Look for "self.instances.root_sequence()" in the entries below. Write out that line and all later lines exactly, ending with the final one.

:::

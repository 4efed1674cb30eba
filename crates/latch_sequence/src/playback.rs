//! Per-session playback context
//!
//! Everything binding resolution needs is passed explicitly through
//! `PlaybackState`. The spawn register is not part of it: it is handed
//! to resolution alongside the state as `&mut dyn SpawnRegister`.

use crate::binding::BindingResolveParams;
use crate::ids::{BindingId, BindingIndex, SequenceId, SequenceInstanceId};
use crate::sequence::{SequenceInstances, SequenceLibrary};
use crate::world::{ObjectHandle, World};
use std::collections::HashMap;

/// Runtime resolution hook for replaceable bindings outside preview worlds.
pub trait RuntimeBindingResolver {
    fn resolve_runtime_binding(
        &self,
        params: &BindingResolveParams,
        index: BindingIndex,
        world: &World,
    ) -> Option<ObjectHandle>;
}

/// Objects supplied from outside for specific (binding, instance) pairs.
///
/// A claimed pair is never spawned by the evaluation pass.
#[derive(Debug, Clone, Default)]
pub struct BindingOverrides {
    claims: HashMap<(BindingId, SequenceInstanceId), Vec<ObjectHandle>>,
}

impl BindingOverrides {
    pub fn new() -> Self {
        Self::default()
    }

    pub fn set(
        &mut self,
        binding_id: BindingId,
        instance: SequenceInstanceId,
        objects: Vec<ObjectHandle>,
    ) {
        self.claims.insert((binding_id, instance), objects);
    }

    pub fn clear(&mut self, binding_id: BindingId, instance: SequenceInstanceId) -> bool {
        self.claims.remove(&(binding_id, instance)).is_some()
    }

    pub fn claims(&self, binding_id: BindingId, instance: SequenceInstanceId) -> bool {
        self.claims.contains_key(&(binding_id, instance))
    }

    pub fn objects(&self, binding_id: BindingId, instance: SequenceInstanceId) -> &[ObjectHandle] {
        self.claims
            .get(&(binding_id, instance))
            .map(Vec::as_slice)
            .unwrap_or(&[])
    }
}

pub struct PlaybackState<'a> {
    pub world: &'a mut World,
    pub sequences: &'a SequenceLibrary,
    pub instances: &'a SequenceInstances,
    pub overrides: Option<&'a BindingOverrides>,
    pub runtime_resolver: Option<&'a dyn RuntimeBindingResolver>,
}

impl<'a> PlaybackState<'a> {
    pub fn new(
        world: &'a mut World,
        sequences: &'a SequenceLibrary,
        instances: &'a SequenceInstances,
    ) -> Self {
        Self {
            world,
            sequences,
            instances,
            overrides: None,
            runtime_resolver: None,
        }
    }

    pub fn with_overrides(mut self, overrides: &'a BindingOverrides) -> Self {
        self.overrides = Some(overrides);
        self
    }

    pub fn with_runtime_resolver(mut self, resolver: &'a dyn RuntimeBindingResolver) -> Self {
        self.runtime_resolver = Some(resolver);
        self
    }

    /// Resolving into an editor world.
    pub fn is_preview(&self) -> bool {
        self.world.is_preview()
    }

    pub fn root_sequence(&self) -> SequenceId {
        self.instances.root_sequence()
    }

    pub fn is_overridden(&self, binding_id: BindingId, instance: SequenceInstanceId) -> bool {
        self.overrides
            .is_some_and(|overrides| overrides.claims(binding_id, instance))
    }
}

:::

# Completed exercise
        self.instances.root_sequence()
    }

    pub fn is_overridden(&self, binding_id: BindingId, instance: SequenceInstanceId) -> bool {
        self.overrides
            .is_some_and(|overrides| overrides.claims(binding_id, instance))
    }
}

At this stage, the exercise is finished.